Apoiados em passagens como Isaías 53.4–5, os adeptos da Teologia da Prosperidade defendem a promessa de cura física plena nesta vida.Entretanto, é fundamental examinar o texto cuidadosamente, tanto em seu contexto imediato quanto à luz do conjunto das Escrituras, para verificar se essa leitura realmente se sustenta.
1. “Nossas Enfermidades” no Contexto de Isaías
Em Isaías 53, o profeta descreve o Servo Sofredor (cumprido em Cristo), que toma sobre si não apenas o pecado da humanidade, mas todas as consequências oriundas da queda. Isso envolve tanto questões espirituais quanto aspectos físicos e emocionais.
- Ênfase Espiritual: O capítulo 1 de Isaías, por exemplo, compara o povo pecador a um corpo enfermo, aludindo claramente a uma realidade espiritual:
“Toda a cabeça está doente, e todo o coração está enfermo. Desde a planta do pé até a cabeça não há nada são, mas feridas, contusões e chagas abertas...” (Is 1:5–6, NAA).

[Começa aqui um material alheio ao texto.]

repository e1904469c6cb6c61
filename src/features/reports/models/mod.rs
mod comment;
mod report;

pub use comment::{Comment, CommentWithAuthor};
pub use report::{NewReport, Report, ReportDetail, ReportStatus, StatusTransition, Urgency};
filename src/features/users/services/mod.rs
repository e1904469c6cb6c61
mod user_service;

pub use user_service::UserService;
use chrono::{DateTime, Utc};
use sqlx::FromRow;

/// Database model for a comment on a report
#[derive(Debug, Clone, FromRow)]
pub struct Comment {
    pub id: i64,
    pub report_id: i64,
    pub user_id: i64,
    pub comment: String,
    pub active: bool,
    pub created_at: DateTime<Utc>,
}

/// Comment joined with its author's name
#[derive(Debug, Clone, FromRow)]
pub struct CommentWithAuthor {
    pub id: i64,
    pub user_id: i64,
    pub author_name: Option<String>,
    pub comment: String,
    pub created_at: DateTime<Utc>,
}
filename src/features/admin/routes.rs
use std::sync::Arc;

use axum::{
    routing::{get, put},
    Router,
};

use crate::features::admin::handlers;
use crate::features::admin::services::AdminService;

/// Create validation routes (all require administrator access)
pub fn routes(admin_service: Arc<AdminService>) -> Router {
    Router::new()
        .route("/api/validacionReportes", get(handlers::list_reports))
        .route(
            "/api/validacionReportes/{id}/estado",
            put(handlers::update_status),
        )
        .with_state(admin_service)
}
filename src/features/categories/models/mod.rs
mod category;

pub use category::Category;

Nesse contexto, “enfermidade” simboliza rebeldia, corrupção moral e separação de Deus. Assim, quando Isaías 53:4 fala em “nossas enfermidades”, a profecia certamente inclui o problema do pecado e sua barreira espiritual que afeta o relacionamento humano com o Criador. É por esta razão que Pedro cita esse texto aplicando-o à libertação do pecado: "Ele mesmo levou os nossos pecados em seu corpo sobre o madeiro, para que, tendo morrido para os pecados, vivamos para a justiça; pelas suas feridas vocês foram curados" (1Pe 2:24).
- Dimensão Física: Ao mesmo tempo, a palavra “enfermidades” não exclui o sentido literal. O resultado do pecado no mundo também engloba doenças e sofrimentos físicos. Portanto, a linguagem de Isaías 53 pode abarcar tanto a cura daquilo que se origina no coração (pecado) quanto as suas repercussões externas (doenças, dores, sofrimento). O Evangelho de Mateus registra que o Senhor Jesus cumpriu Isaías 53:4 em seu ministério terreno quando curou a sogra de Pedro: “Assim se cumpriu o que fora dito pelo profeta Isaías: ‘Ele tomou sobre si as nossas enfermidades e levou as nossas doenças’.” (Mt 8:14–17).

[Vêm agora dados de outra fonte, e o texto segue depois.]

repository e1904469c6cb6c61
use chrono::{DateTime, Utc};
use serde::{Deserialize, Serialize};
use utoipa::ToSchema;
use validator::Validate;

use crate::core::error::AppError;
use crate::features::reports::models::{
    CommentWithAuthor, NewReport, ReportDetail, ReportStatus, Urgency,
};
use crate::shared::validators::not_blank;

/// Response DTO for report
#[derive(Debug, Clone, Serialize, Deserialize, ToSchema)]
#[serde(rename_all = "camelCase")]
pub struct ReportResponseDto {
    pub id: i64,
    pub user_id: i64,
    /// Author's full name
    pub author: Option<String>,
    pub title: String,
    pub description: String,
    pub category_id: i64,
    /// Category name
    pub category: Option<String>,
    pub image_url: Option<String>,
    pub latitude: f64,
    pub longitude: f64,
    pub urgency: Urgency,
    pub status: ReportStatus,
    pub votes: i32,
    pub active: bool,
    pub created_at: DateTime<Utc>,
    pub updated_at: DateTime<Utc>,
}

impl From<ReportDetail> for ReportResponseDto {
    fn from(detail: ReportDetail) -> Self {
        let r = detail.report;
        Self {
            id: r.id,
            user_id: r.user_id,
            author: detail.author_name,
            title: r.title,
            description: r.description,
            category_id: r.category_id,
            category: detail.category_name,
            image_url: r.image_url,
            latitude: r.latitude,
            longitude: r.longitude,
            urgency: r.urgency,
            status: r.status,
            votes: r.votes,
            active: r.active,
            created_at: r.created_at,
            updated_at: r.updated_at,
        }
    }
}

/// Multipart form for `POST /api/reporte`
///
/// Documentation only; the handler reads the parts from axum's Multipart extractor.
/// Spanish part names (`titulo`, `descripcion`, `idCategoria`, `latitud`,
/// `longitud`, `urgencia`, `imagen`) are accepted as well.
#[derive(Debug, ToSchema)]
#[schema(rename_all = "camelCase")]
#[allow(dead_code)]
pub struct CreateReportForm {
    pub title: String,
    pub description: String,
    pub category_id: i64,
    pub latitude: f64,
    pub longitude: f64,
    /// Baja, Media or Alta
    #[schema(example = "Media")]
    pub urgency: String,
    /// Optional evidence photo (jpeg, png or webp)
    #[schema(format = Binary, content_media_type = "application/octet-stream")]
    pub image: Option<String>,
}

/// Raw text parts of a report creation form
#[derive(Debug, Default, Clone)]
pub struct ReportFormFields {
    pub title: Option<String>,
    pub description: Option<String>,
    pub category_id: Option<String>,
    pub latitude: Option<String>,
    pub longitude: Option<String>,
    pub urgency: Option<String>,
}

impl ReportFormFields {
    /// Store a text part under its English or Spanish name. Returns false for unknown names.
    pub fn set(&mut self, name: &str, value: String) -> bool {
        let slot = match name {
            "title" | "titulo" => &mut self.title,
            "description" | "descripcion" => &mut self.description,
            "categoryId" | "idCategoria" => &mut self.category_id,
            "latitude" | "latitud" | "lat" => &mut self.latitude,
            "longitude" | "longitud" | "lon" => &mut self.longitude,
            "urgency" | "urgencia" => &mut self.urgency,
            _ => return false,
        };
        *slot = Some(value);
        true
    }

    pub fn into_new_report(self) -> Result<NewReport, AppError> {
        let required = |value: Option<String>| {
            value
                .map(|v| v.trim().to_string())
                .filter(|v| !v.is_empty())
                .ok_or_else(|| AppError::Validation("Faltan campos requeridos".to_string()))
        };

        let title = required(self.title)?;
        let description = required(self.description)?;
        let category_id = required(self.category_id)?;
        let latitude = required(self.latitude)?;
        let longitude = required(self.longitude)?;
        let urgency = required(self.urgency)?;

        let category_id = category_id
            .parse::<i64>()
            .map_err(|_| AppError::Validation("Categoría inválida".to_string()))?;

        let latitude = parse_coordinate(&latitude, 90.0)?;
        let longitude = parse_coordinate(&longitude, 180.0)?;

        let urgency = urgency
            .parse::<Urgency>()
            .map_err(|_| AppError::Validation("Urgencia no válida".to_string()))?;

        Ok(NewReport {
            title,
            description,
            category_id,
            latitude,
            longitude,
            urgency,
        })
    }
}

fn parse_coordinate(value: &str, limit: f64) -> Result<f64, AppError> {
    value
        .parse::<f64>()
        .ok()
        .filter(|v| v.is_finite() && v.abs() <= limit)
        .ok_or_else(|| AppError::Validation("Coordenadas inválidas".to_string()))
}

/// Response DTO for report creation
#[derive(Debug, Serialize, Deserialize, ToSchema)]
#[serde(rename_all = "camelCase")]
pub struct CreatedReportDto {
    pub id: i64,
    pub image_url: Option<String>,
}

/// Partial edit of one's own report. Status cannot be changed here.
#[derive(Debug, Serialize, Deserialize, Validate, ToSchema)]
#[serde(rename_all = "camelCase")]
pub struct UpdateMyReportDto {
    #[serde(default, alias = "titulo")]
    #[validate(custom(function = "not_blank"))]
    pub title: Option<String>,

    #[serde(default, alias = "descripcion")]
    #[validate(custom(function = "not_blank"))]
    pub description: Option<String>,

    #[serde(default, alias = "idCategoria")]
    pub category_id: Option<i64>,
}

impl UpdateMyReportDto {
    pub fn is_empty(&self) -> bool {
        self.title.is_none() && self.description.is_none() && self.category_id.is_none()
    }
}

/// Result of toggling a vote
#[derive(Debug, Clone, Serialize, Deserialize, ToSchema)]
pub struct VoteToggleDto {
    /// Whether the caller's vote is now counted
    pub liked: bool,
    /// Report vote count after the toggle
    pub total: i32,
}

/// A user's vote state on a report
#[derive(Debug, Clone, Serialize, Deserialize, ToSchema)]
pub struct VoteStateDto {
    pub total: i32,
    pub liked: bool,
}

#[derive(Debug, Serialize, Deserialize, Validate, ToSchema)]
pub struct CreateCommentDto {
    #[serde(default, alias = "comentario")]
    #[validate(custom(function = "not_blank"))]
    pub comment: String,
}

#[derive(Debug, Clone, Serialize, Deserialize, ToSchema)]
#[serde(rename_all = "camelCase")]
pub struct CommentResponseDto {
    pub id: i64,
    pub user_id: i64,
    pub author_name: Option<String>,
    pub comment: String,
    pub created_at: DateTime<Utc>,
}

impl From<CommentWithAuthor> for CommentResponseDto {
    fn from(c: CommentWithAuthor) -> Self {
        Self {
            id: c.id,
            user_id: c.user_id,
            author_name: c.author_name,
            comment: c.comment,
            created_at: c.created_at,
        }
    }
}

#[derive(Debug, Clone, Serialize, Deserialize, ToSchema)]
#[serde(rename_all = "camelCase")]
pub struct CreatedCommentDto {
    pub id: i64,
    pub user_id: i64,
    pub comment: String,
    pub created_at: DateTime<Utc>,
}

#[cfg(test)]
mod tests {
    use super::*;

    fn complete_form() -> ReportFormFields {
        let mut form = ReportFormFields::default();
        form.set("titulo", "Bache".to_string());
        form.set("descripcion", "En la esquina".to_string());
        form.set("idCategoria", "3".to_string());
        form.set("latitud", "-12.05".to_string());
        form.set("longitud", "-77.04".to_string());
        form.set("urgencia", "Alta".to_string());
        form
    }

    #[test]
    fn test_complete_form_becomes_report() {
        let report = complete_form().into_new_report().unwrap();
        assert_eq!(report.title, "Bache");
        assert_eq!(report.category_id, 3);
        assert_eq!(report.urgency, Urgency::High);
        assert!((report.latitude + 12.05).abs() < f64::EPSILON);
    }

    #[test]
    fn test_unknown_part_name_is_not_stored() {
        let mut form = ReportFormFields::default();
        assert!(!form.set("estadoReporte", "Aprobado".to_string()));
        assert!(form.set("title", "x".to_string()));
    }

    #[test]
    fn test_missing_field_is_rejected() {
        let mut form = complete_form();
        form.description = Some("   ".to_string());
        match form.into_new_report() {
            Err(AppError::Validation(msg)) => assert_eq!(msg, "Faltan campos requeridos"),
            other => panic!("expected validation error, got {:?}", other),
        }
    }

    #[test]
    fn test_out_of_range_coordinates_are_rejected() {
        let mut form = complete_form();
        form.latitude = Some("91".to_string());
        assert!(form.into_new_report().is_err());

        let mut form = complete_form();
        form.longitude = Some("NaN".to_string());
        assert!(form.into_new_report().is_err());
    }

    #[test]
    fn test_unknown_urgency_is_rejected() {
        let mut form = complete_form();
        form.urgency = Some("Urgente".to_string());
        match form.into_new_report() {
            Err(AppError::Validation(msg)) => assert_eq!(msg, "Urgencia no válida"),
            other => panic!("expected validation error, got {:?}", other),
        }
    }

    #[test]
    fn test_update_dto_ignores_status_fields() {
        let dto: UpdateMyReportDto =
            serde_json::from_str(r#"{"titulo":"Nuevo","estado":"Aprobado"}"#).unwrap();
        assert_eq!(dto.title.as_deref(), Some("Nuevo"));
        assert!(!dto.is_empty());
    }
}
mod admin_handlers;

pub use admin_handlers::*;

Aqui vemos que a expressão de Isaías 53 se aplica ao contexto das curas realizadas por Jesus, demonstrando que Ele tem poder sobre as doenças físicas. Ainda assim, o cumprimento final dessa profecia — a restauração completa de toda a criação — ocorre plenamente apenas na consumação dos séculos, quando “Ele enxugará de seus olhos toda lágrima [...], não haverá mais morte, nem tristeza, nem choro, nem dor” (Ap 21:4).

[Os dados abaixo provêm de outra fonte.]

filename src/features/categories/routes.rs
use std::sync::Arc;

use axum::{
    routing::{get, post, put},
    Router,
};

use crate::features::categories::handlers;
use crate::features::categories::services::CategoryService;

/// Public category reads
pub fn public_routes(service: Arc<CategoryService>) -> Router {
    Router::new()
        .route("/api/categoria", get(handlers::list_categories))
        .route("/api/categoria/{id}", get(handlers::get_category))
        .with_state(service)
}

/// Category management (administrators only)
pub fn protected_routes(service: Arc<CategoryService>) -> Router {
    Router::new()
        .route("/api/categoria", post(handlers::create_category))
        .route(
            "/api/categoria/{id}",
            put(handlers::update_category).delete(handlers::delete_category),
        )
        .with_state(service)
}

#[cfg(test)]
mod tests {
    use crate::features::auth::model::Role;
    use crate::shared::test_helpers::{test_server, token_for};
    use axum::http::StatusCode;
    use serde_json::{json, Value};

    #[tokio::test]
    async fn test_citizen_cannot_create_category() {
        let server = test_server();
        let response = server
            .post("/api/categoria")
            .authorization_bearer(token_for(3, Role::Citizen))
            .json(&json!({ "name": "Baches" }))
            .await;

        assert_eq!(response.status_code(), StatusCode::FORBIDDEN);
        assert_eq!(
            response.json::<Value>()["message"],
            "Acceso denegado. Se requiere rol de administrador."
        );
    }

    #[tokio::test]
    async fn test_delete_category_requires_token() {
        let server = test_server();
        let response = server.delete("/api/categoria/1").await;
        assert_eq!(response.status_code(), StatusCode::UNAUTHORIZED);
    }

    #[tokio::test]
    async fn test_admin_create_without_name_is_rejected() {
        let server = test_server();
        let response = server
            .post("/api/categoria")
            .authorization_bearer(token_for(1, Role::Administrator))
            .json(&json!({ "description": "sin nombre" }))
            .await;

        assert_eq!(response.status_code(), StatusCode::BAD_REQUEST);
    }

    #[tokio::test]
    async fn test_admin_blank_name_is_rejected() {
        let server = test_server();
        let response = server
            .put("/api/categoria/1")
            .authorization_bearer(token_for(1, Role::Administrator))
            .json(&json!({ "nombre": "   " }))
            .await;

        assert_eq!(response.status_code(), StatusCode::BAD_REQUEST);
        assert_eq!(response.json::<Value>()["message"], "El nombre es requerido");
    }

    #[tokio::test]
    async fn test_admin_create_with_whitespace_name_is_rejected() {
        let server = test_server();
        let response = server
            .post("/api/categoria")
            .authorization_bearer(token_for(1, Role::Administrator))
            .json(&json!({ "name": "   " }))
            .await;

        assert_eq!(response.status_code(), StatusCode::BAD_REQUEST);
        assert_eq!(response.json::<Value>()["message"], "El nombre es requerido");
    }
}
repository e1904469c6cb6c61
mod dashboard_dto;

pub use dashboard_dto::*;
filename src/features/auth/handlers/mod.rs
mod auth_handler;

pub use auth_handler::*;
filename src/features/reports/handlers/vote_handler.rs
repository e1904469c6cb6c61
use axum::{extract::State, Json};

use crate::core::error::Result;
use crate::core::extractor::AppPath;
use crate::features::auth::model::AuthenticatedUser;
use crate::features::reports::dtos::{VoteStateDto, VoteToggleDto};
use crate::features::reports::handlers::ReportState;
use crate::shared::types::ApiResponse;

/// Add or remove the caller's vote
#[utoipa::path(
    post,
    path = "/api/reporte/{id}/votar",
    params(
        ("id" = i64, Path, description = "Report ID")
    ),
    responses(
        (status = 200, description = "Vote toggled", body = ApiResponse<VoteToggleDto>),
        (status = 401, description = "Unauthorized"),
        (status = 404, description = "Report not found or inactive"),
        (status = 409, description = "Concurrent toggle by the same user")
    ),
    security(("bearer_auth" = [])),
    tag = "votes"
)]
pub async fn toggle_vote(
    user: AuthenticatedUser,
    State(state): State<ReportState>,
    AppPath(id): AppPath<i64>,
) -> Result<Json<ApiResponse<VoteToggleDto>>> {
    let result = state.vote_service.toggle(user.user_id, id).await?;
    let message = if result.liked {
        "Voto registrado"
    } else {
        "Voto eliminado"
    };
    Ok(Json(ApiResponse::success(
        Some(result),
        Some(message.to_string()),
        None,
    )))
}

/// Vote count of a report and whether the given user voted on it
#[utoipa::path(
    get,
    path = "/api/reporte/{id}/votos/{user_id}",
    params(
        ("id" = i64, Path, description = "Report ID"),
        ("user_id" = i64, Path, description = "User ID")
    ),
    responses(
        (status = 200, description = "Vote state", body = ApiResponse<VoteStateDto>),
        (status = 400, description = "Invalid id"),
        (status = 404, description = "Report not found or inactive")
    ),
    tag = "votes"
)]
pub async fn get_vote_state(
    State(state): State<ReportState>,
    AppPath((id, user_id)): AppPath<(i64, i64)>,
) -> Result<Json<ApiResponse<VoteStateDto>>> {
    let vote_state = state.vote_service.state(id, user_id).await?;
    Ok(Json(ApiResponse::success(Some(vote_state), None, None)))
}
//! User accounts and profiles.
//!
//! ## Endpoints
//!
//! | Method | Endpoint | Description |
//! |--------|----------|-------------|
//! | GET | `/api/usuario` | List registered users |
//! | PUT | `/api/usuario/{id}` | Rename own profile |
//! | PUT | `/api/usuario/{id}/foto` | Upload own profile photo |
//! | DELETE | `/api/usuario/{id}/foto` | Remove own profile photo |

pub mod dtos;
pub mod handlers;
pub mod models;
pub mod routes;
pub mod services;

pub use routes::routes;
pub use services::UserService;
//! File-backed record storage.
//!
//! Each sub-store is a records file of fixed-size version slots plus an index
//! file mapping stable ids to the slot of their first version. Nodes and
//! edges share the same allocator, version chain manager and dual-header
//! commit protocol through [`SlotRecord`].

/// Version chain walking and copy-on-write successors.
pub mod chain;
/// Dual-header commit protocol and its rollback paths.
pub mod coordinator;
/// Lock-holding cursors.
pub mod cursor;
/// Edge record shape.
pub mod edge;
/// Index file access.
pub mod index;
/// On-disk headers and the record trait.
pub mod layout;
/// Node record shape.
pub mod node;
/// Store options.
pub mod options;
/// Records file access and slot allocation.
pub mod records;
mod store;
/// Unlocked sub-store core.
pub mod substore;

pub use chain::Located;
pub use cursor::{ScanCursor, VersionCursor};
pub use edge::{EdgeRecord, EDGE_RECORD_LEN};
pub use layout::{
    IndexHeader, RecordsHeader, SlotRecord, VersionLinks, INDEX_ENTRY_LEN, INDEX_HEADER_LEN,
    RECORDS_HEADER_LEN,
};
pub use node::{NodeAttachments, NodeRecord, NODE_RECORD_LEN};
pub use options::{RetryPolicy, StoreOptions, SyncMode, DEFAULT_CAPACITY, MIN_GROWTH_FACTOR};
pub use store::{EdgeStore, NodeStore, Store};
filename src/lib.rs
//! Embedded, file-backed storage for versioned property-graph records.
//!
//! A store directory holds one sub-store per record shape (nodes, edges).
//! Each sub-store is a records file of fixed-size version slots plus an
//! index file mapping stable ids to their first version; the two headers are
//! kept consistent by a bounded-retry commit protocol with rollback.

#![warn(missing_docs)]

pub mod admin;
pub mod db;
pub mod logging;
pub mod primitives;
pub mod storage;
pub mod types;

pub use db::Database;
pub use storage::{EdgeStore, NodeStore, Store, StoreOptions};
pub use types::{EdgeId, Lifetime, NodeId, Result, SlotId, StoreError, StoreFile, Timestamp};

2. Entre o “já” e o “ainda não”
Ao interpretar Isaías 53.4–5 como se o cristão tivesse, nesta vida, um direito inquestionável à cura, os defensores da teologia da prosperidade ignoram o aspecto escatológico que equilibra a perspectiva bíblica. É verdade que Cristo inaugurou o Reino de Deus e manifestou seu poder curador em seu ministério terreno; contudo, a experiência completa da cura e restauração só será plenamente consumada na eternidade.
- Já: Cristo inaugurou o Reino de Deus e demonstrou seu poder curador durante o ministério terreno. Ainda hoje, podemos vivenciar curas divinas conforme a vontade soberana de Deus. Essas curas são sinais da presença do Reino, as “primícias” de uma realidade que ainda não se consumou por completo.
- Ainda não: Apesar de podermos experimentar curas, continuamos sujeitos a doenças, dores e, por fim, à morte, pois ainda gememos aguardamos a redenção total do nosso corpo que segue sendo ainda mortal e corruptível (cf. Rm 8.22–23). Vivemos em uma fase de peregrinação, com limitações físicas que culminam na morte — afinal, ninguém morre de “saúde”; toda morte implica a falência de algum aspecto do nosso corpo.
Essa tensão entre o “já” e o “ainda não” evidencia que, apesar de Deus operar curas em nossa jornada, a restauração completa do nosso corpo só se consumará na glorificação futura, quando o que é corruptível se revestirá de incorruptibilidade (cf. 1 Co 15.53–54).